Whanganui River Agreement: Indigenous Rights and Rights of Nature
Hsiao, Elaine C.2012
Environmental law has long sought to protect the interests of nature and all of its elements. Sometimes this has been framed as beneficial to human health and well-being. Sometimes it has involved commodification of natural resources or systems in the form of market mechanisms. Rarely has it involved a recognition of an aspect of nature as a living entity with rights of its own equivalent to human rights. This is what a recent agreement between the Maori of the Whanganui River and the government of New Zealand pledged to do on August 30th, 2012.

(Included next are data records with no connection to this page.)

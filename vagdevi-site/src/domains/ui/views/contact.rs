//! Contact page: the enquiry form and the company's contact details.

use iced::widget::{Space, button, column, container, row, text, text_editor, text_input};
use iced::{Alignment, Element, Length};
use lucide_icons::Icon;
use vagdevi_core::{ContactSession, Field};

use crate::common::messages::DomainMessage;
use crate::common::ui_utils::icon_text_with_size;
use crate::domains::contact::ContactDomainState;
use crate::domains::contact::messages::Message as ContactMessage;
use crate::domains::ui::reveal::SectionId;
use crate::domains::ui::theme::{self, VagdeviTheme};
use crate::domains::ui::views::content_width;
use crate::domains::ui::views::scroll_reveal::reveal;
use crate::domains::ui::views::section_title::section_title;
use crate::infra::constants::content::{COMPANY, contact};
use crate::state::State;

pub fn view_contact(state: &State) -> Element<'_, DomainMessage> {
    let form_state = &state.domains.contact.state;

    let form_panel: Element<'_, DomainMessage> = if form_state.session.is_submitted() {
        success_panel()
    } else {
        form(form_state)
    };

    let body: Element<'_, DomainMessage> = if state.domains.ui.state.navbar.is_mobile() {
        column![
            reveal(state, SectionId::ContactForm, VagdeviTheme::BACKGROUND, form_panel),
            reveal(state, SectionId::ContactInfo, VagdeviTheme::BACKGROUND, info_panel()),
        ]
        .spacing(32)
        .into()
    } else {
        row![
            container(reveal(state, SectionId::ContactForm, VagdeviTheme::BACKGROUND, form_panel))
                .width(Length::FillPortion(3)),
            container(reveal(state, SectionId::ContactInfo, VagdeviTheme::BACKGROUND, info_panel()))
                .width(Length::FillPortion(2)),
        ]
        .spacing(32)
        .into()
    };

    column![
        reveal(
            state,
            SectionId::ContactIntro,
            VagdeviTheme::BACKGROUND_ALT,
            container(content_width(
                section_title(contact::TITLE, Some(contact::SUBTITLE), VagdeviTheme::TEXT_HEADING),
                64.0,
            ))
            .width(Length::Fill)
            .style(theme::Container::AltSection.style()),
        ),
        content_width(body, 56.0),
    ]
    .width(Length::Fill)
    .into()
}

fn form(form_state: &ContactDomainState) -> Element<'_, DomainMessage> {
    let session = &form_state.session;
    let pending = session.is_pending();
    let mut content = column![
        text(contact::FORM_TITLE).size(26).color(VagdeviTheme::TEXT_HEADING),
        text(contact::FORM_SUBTITLE).size(15).color(VagdeviTheme::TEXT_MUTED),
    ]
    .spacing(18);

    if let Some(error) = session.banner() {
        content = content.push(
            container(
                row![
                    icon_text_with_size(Icon::CircleAlert, 18.0),
                    text(error.to_string()).size(14).width(Length::Fill),
                    button(icon_text_with_size(Icon::X, 14.0))
                        .on_press(ContactMessage::DismissError.into())
                        .style(theme::Button::Text.style())
                        .padding(4),
                ]
                .spacing(10)
                .align_y(Alignment::Center),
            )
            .padding(14)
            .width(Length::Fill)
            .style(theme::Container::ErrorBanner.style()),
        );
    }

    content = content
        .push(
            row![
                field_input(session, Field::Name, "Your full name", pending),
                field_input(session, Field::Email, "you@company.com", pending),
            ]
            .spacing(16),
        )
        .push(
            row![
                field_input(session, Field::Phone, "+91", pending),
                field_input(session, Field::Company, "Company name", pending),
            ]
            .spacing(16),
        )
        .push(field_input(session, Field::Subject, "How can we help?", pending))
        .push(message_input(form_state, "Tell us about your requirements", pending));

    let submit_label = if pending {
        row![
            icon_text_with_size(Icon::Loader, 16.0),
            text(contact::SUBMITTING).size(16)
        ]
    } else {
        row![
            icon_text_with_size(Icon::Send, 16.0),
            text(contact::SUBMIT).size(16)
        ]
    };

    let submit = button(
        container(submit_label.spacing(8).align_y(Alignment::Center)).center_x(Length::Fill),
    )
    .width(Length::Fill)
    .padding(14);

    content = content.push(if pending {
        submit.style(theme::Button::Disabled.style())
    } else {
        submit
            .on_press(ContactMessage::Submit.into())
            .style(theme::Button::Primary.style())
    });

    container(content)
        .padding(32)
        .width(Length::Fill)
        .style(theme::Container::Card.style())
        .into()
}

fn field_input<'a>(
    session: &'a ContactSession,
    field: Field,
    placeholder: &'a str,
    pending: bool,
) -> Element<'a, DomainMessage> {
    let label = if field.is_required() {
        format!("{} *", field.label())
    } else {
        field.label().to_string()
    };

    let error = session.errors().get(field);
    let mut input = text_input(placeholder, session.form().get(field))
        .padding(12)
        .size(15)
        .style(if error.is_some() {
            theme::TextInput::invalid()
        } else {
            theme::TextInput::style()
        });
    if !pending {
        input = input
            .on_input(move |value| DomainMessage::Contact(ContactMessage::Edit(field, value)))
            .on_submit(ContactMessage::Submit.into());
    }

    let mut content = column![
        text(label).size(14).color(VagdeviTheme::TEXT_HEADING),
        input,
    ]
    .spacing(6)
    .width(Length::FillPortion(1));

    if let Some(error) = error {
        content = content.push(text(error.to_string()).size(13).color(VagdeviTheme::ERROR));
    }

    content.into()
}

fn message_input<'a>(
    form_state: &'a ContactDomainState,
    placeholder: &'a str,
    pending: bool,
) -> Element<'a, DomainMessage> {
    let field = Field::Message;
    let error = form_state.session.errors().get(field);

    let mut editor = text_editor(&form_state.message_editor)
        .placeholder(placeholder)
        .height(140)
        .padding(12)
        .size(15)
        .style(if error.is_some() {
            theme::TextEditor::invalid()
        } else {
            theme::TextEditor::style()
        });
    if !pending {
        editor = editor
            .on_action(|action| DomainMessage::Contact(ContactMessage::MessageAction(action)));
    }

    let mut content = column![
        text(format!("{} *", field.label())).size(14).color(VagdeviTheme::TEXT_HEADING),
        editor,
    ]
    .spacing(6)
    .width(Length::Fill);

    if let Some(error) = error {
        content = content.push(text(error.to_string()).size(13).color(VagdeviTheme::ERROR));
    }

    content.into()
}

fn success_panel() -> Element<'static, DomainMessage> {
    container(
        column![
            icon_text_with_size(Icon::CircleCheck, 56.0).color(VagdeviTheme::SUCCESS),
            text(contact::SUCCESS_TITLE).size(28).color(VagdeviTheme::TEXT_HEADING),
            text(contact::SUCCESS_BODY).size(16),
            Space::new().height(8),
            button(text(contact::SEND_ANOTHER).size(15))
                .on_press(ContactMessage::StartOver.into())
                .style(theme::Button::Text.style()),
        ]
        .spacing(14)
        .align_x(Alignment::Center),
    )
    .padding(48)
    .width(Length::Fill)
    .center_x(Length::Fill)
    .style(theme::Container::SuccessPanel.style())
    .into()
}

fn info_panel() -> Element<'static, DomainMessage> {
    column![
        info_card(Icon::MapPin, "Visit Us", COMPANY.address, None),
        info_card(Icon::Mail, "Email Us", COMPANY.email, Some(contact::EMAIL_NOTE)),
        info_card(Icon::Phone, "Call Us", COMPANY.phone, Some(contact::HOURS)),
    ]
    .spacing(16)
    .into()
}

fn info_card(
    icon: Icon,
    title: &'static str,
    value: &'static str,
    note: Option<&'static str>,
) -> Element<'static, DomainMessage> {
    let mut details = column![
        text(title).size(17).color(VagdeviTheme::TEXT_HEADING),
        text(value).size(15),
    ]
    .spacing(4);
    if let Some(note) = note {
        details = details.push(text(note).size(13).color(VagdeviTheme::TEXT_MUTED));
    }

    container(
        row![
            icon_text_with_size(icon, 22.0).color(VagdeviTheme::SAFFRON),
            details,
        ]
        .spacing(16),
    )
    .padding(24)
    .width(Length::Fill)
    .style(theme::Container::Card.style())
    .into()
}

This essay recounts a history behind the agreement of indigenous struggle for environmental sovereignty amounting to the longest standing legal battle in New Zealand. Then it highlights accomplishments of that agreement, namely recognition of the Whanganui River in its entirety as a living being and legal entity. It also recognizes that these achievements without the enduring indigenous struggle by Maori tribes in New Zealand to maintain control of their lands and rights, of a peoples representing the rights of nature, and of a continual process to decolonize both nature and peoples.
Reference
Hsiao, Elaine C. “Whanganui River Agreement: Indigenous Rights and Rights of Nature”. Environmental Policy and Law. Vol. 42 (2012), nº. 6, p. 371-375.